VL: Discrete Geometry II (Winter 2025/26)
This is a BMS Area 5 Core Course.
It continues Discrete Geometry I.
The exercise (UE) and tutorial (Tut) sessions will be given by Marcel Wack.
| VL: | Tue | 10-12 | MA 141 |
| Thu | 10-12 | MA 841 |
| UE: | tba | tba | tba |
| Tut: | tba | tba | tba |
Contents
This course will discuss more advanced topics in polyhedral geometry, with a view toward plane algebraic curves.
This will also include a first glimpse of tropical geometry.
Prerequisites: Discrete Geometry I (linear optimization, polytopes, convex hull algorithms).
While the bulk of the necessary algebra will be explained in the course, some knowledge of basic undergraduate algebra helps (e.g., it is useful to know that ideals in polynomial rings are finitely generated).

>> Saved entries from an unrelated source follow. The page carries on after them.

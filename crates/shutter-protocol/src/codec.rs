//! Line codec for the controller serial protocol.
//!
//! Outbound: newline-terminated ASCII command lines.
//! Inbound: the controllers print free-form diagnostic text; `LineBuffer`
//! splits the byte stream into lines for logging. Inbound lines are never
//! correlated with outbound commands.

use crate::messages::{Action, ShutterCommand};
use thiserror::Error;

/// Partial inbound data kept before the oldest bytes are discarded.
const MAX_PARTIAL_LEN: usize = 8192;
const TRIMMED_PARTIAL_LEN: usize = 4096;

/// Errors that can occur during command encoding/decoding.
#[derive(Debug, Clone, PartialEq, Error)]
pub enum CodecError {
    #[error("Invalid action: {0}")]
    InvalidAction(String),

    #[error("Empty command")]
    EmptyCommand,

    #[error("Command contains non-ASCII characters: {0:?}")]
    NonAscii(String),

    #[error("Command contains an embedded line break: {0:?}")]
    EmbeddedNewline(String),

    #[error("Malformed shutter command: {0:?}")]
    Malformed(String),
}

/// Validate a pre-formatted command and terminate it with `\n`.
pub fn encode_raw_command(text: &str) -> Result<String, CodecError> {
    let body = text.strip_suffix('\n').unwrap_or(text);
    let body = body.strip_suffix('\r').unwrap_or(body);

    if body.trim().is_empty() {
        return Err(CodecError::EmptyCommand);
    }
    if !body.is_ascii() {
        return Err(CodecError::NonAscii(body.to_string()));
    }
    if body.contains(['\n', '\r']) {
        return Err(CodecError::EmbeddedNewline(body.to_string()));
    }

    Ok(format!("{body}\n"))
}

/// Parse a structured shutter command line such as `O6:1` or `O6:1\n`.
pub fn decode_shutter_command(line: &str) -> Result<ShutterCommand, CodecError> {
    let malformed = || CodecError::Malformed(line.to_string());

    let body = line.trim_end_matches(['\r', '\n']);
    let rest = body.strip_prefix('O').ok_or_else(malformed)?;
    let (address, action) = rest.split_once(':').ok_or_else(malformed)?;

    if address.is_empty() || !address.bytes().all(|b| b.is_ascii_digit()) {
        return Err(malformed());
    }
    let local_address = address.parse().map_err(|_| malformed())?;
    let action = action
        .parse::<u8>()
        .ok()
        .and_then(Action::from_code)
        .ok_or_else(|| CodecError::InvalidAction(action.to_string()))?;

    Ok(ShutterCommand::new(local_address, action))
}

/// Accumulates inbound bytes and yields complete, non-empty lines.
///
/// Bytes are buffered raw and decoded one complete line at a time, so a
/// multi-byte character split across reads survives intact.
#[derive(Debug, Default)]
pub struct LineBuffer {
    partial: Vec<u8>,
    trims: u64,
}

impl LineBuffer {
    pub fn new() -> Self {
        Self::default()
    }

    /// Append a chunk and return the lines it completed, trimmed.
    pub fn push(&mut self, chunk: &[u8]) -> Vec<String> {
        self.partial.extend_from_slice(chunk);

        let mut lines = Vec::new();
        while let Some(pos) = self.partial.iter().position(|&b| b == b'\n' || b == b'\r') {
            let raw: Vec<u8> = self.partial.drain(..=pos).collect();
            if let Some(line) = decode_line(&raw) {
                lines.push(line);
            }
        }

        if self.partial.len() > MAX_PARTIAL_LEN {
            let cut = self.partial.len() - TRIMMED_PARTIAL_LEN;
            self.partial.drain(..cut);
            self.trims += 1;
        }

        lines
    }

    /// Return any unterminated trailing text, clearing the buffer.
    pub fn flush(&mut self) -> Option<String> {
        let rest = std::mem::take(&mut self.partial);
        decode_line(&rest)
    }

    /// Number of times the partial buffer overflowed and was trimmed.
    pub fn trims(&self) -> u64 {
        self.trims
    }
}

fn decode_line(raw: &[u8]) -> Option<String> {
    let text = String::from_utf8_lossy(raw);
    let text = text.trim();
    (!text.is_empty()).then(|| text.to_string())
}

#[cfg(test)]
mod tests {
    use super::*;

    #[test]
    fn test_encode_raw_appends_newline() {
        assert_eq!(encode_raw_command("O6:1").unwrap(), "O6:1\n");
        assert_eq!(encode_raw_command("O6:1\n").unwrap(), "O6:1\n");
        assert_eq!(encode_raw_command("O6:1\r\n").unwrap(), "O6:1\n");
    }

    #[test]
    fn test_encode_raw_rejects_invalid() {
        assert_eq!(encode_raw_command(""), Err(CodecError::EmptyCommand));
        assert_eq!(encode_raw_command("  \n"), Err(CodecError::EmptyCommand));
        assert!(matches!(
            encode_raw_command("Ö1:1"),
            Err(CodecError::NonAscii(_))
        ));
        assert!(matches!(
            encode_raw_command("O1:1\nO2:1"),
            Err(CodecError::EmbeddedNewline(_))
        ));
    }

    #[test]
    fn test_decode_shutter_command() {
        let cmd = decode_shutter_command("O6:1\n").unwrap();
        assert_eq!(cmd, ShutterCommand::new(6, Action::Open));

        let cmd = decode_shutter_command("O14:0").unwrap();
        assert_eq!(cmd, ShutterCommand::new(14, Action::Close));
    }

    #[test]
    fn test_decode_malformed() {
        assert!(matches!(
            decode_shutter_command("X6:1"),
            Err(CodecError::Malformed(_))
        ));
        assert!(matches!(
            decode_shutter_command("O6"),
            Err(CodecError::Malformed(_))
        ));
        assert!(matches!(
            decode_shutter_command("O:1"),
            Err(CodecError::Malformed(_))
        ));
        assert!(matches!(
            decode_shutter_command("O-1:1"),
            Err(CodecError::Malformed(_))
        ));
        assert!(matches!(
            decode_shutter_command("O6:2"),
            Err(CodecError::InvalidAction(_))
        ));
    }

    #[test]
    fn test_line_buffer_splits_chunks() {
        let mut buf = LineBuffer::new();

        assert!(buf.push(b"Shutter 6 ").is_empty());
        let lines = buf.push(b"opening\r\nready\n\npart");
        assert_eq!(lines, vec!["Shutter 6 opening", "ready"]);
        assert_eq!(buf.flush(), Some("part".to_string()));
        assert_eq!(buf.flush(), None);
    }

    #[test]
    fn test_line_buffer_trims_runaway_partial() {
        let mut buf = LineBuffer::new();
        let noise = vec![b'x'; MAX_PARTIAL_LEN + 10];

        assert!(buf.push(&noise).is_empty());
        assert_eq!(buf.trims(), 1);

        let lines = buf.push(b"\n");
        assert_eq!(lines.len(), 1);
        assert_eq!(lines[0].len(), TRIMMED_PARTIAL_LEN);
    }

    #[test]
    fn test_line_buffer_keeps_split_multibyte_char() {
        let mut buf = LineBuffer::new();
        let line = "Temp 21°C\n".as_bytes();
        let split = line.iter().position(|&b| b == 0xC2).unwrap() + 1;

        assert!(buf.push(&line[..split]).is_empty());
        assert_eq!(buf.push(&line[split..]), vec!["Temp 21°C"]);
        assert_eq!(buf.trims(), 0);
    }
}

- Regular subdivisions of point configurations
- Tropical hypersurfaces
- Tropical plane curves
- Plane algebraic curves, over various fields
- Real plane algebraic curves
- Secondary cones and secondary fans
References
- De Loera, Rambau and Santos: Triangulations. Springer, 2010.
- Gelfand, Kapranov and Zelevinsky: Discriminants, resultants, and multidimensional determinants. Springer, 1994.
- Joswig: Essentials of tropical combinatorics. AMS, 2021.
- Joswig and Theobald: Polyhedral and algebraic methods in computational geometry. Springer, 2013.
- Lang: Undergraduate algebra, 3rd ed. Springer, 2004.
- Maclagan and Sturmfels: Introduction to tropical geometry. AMS, 2015.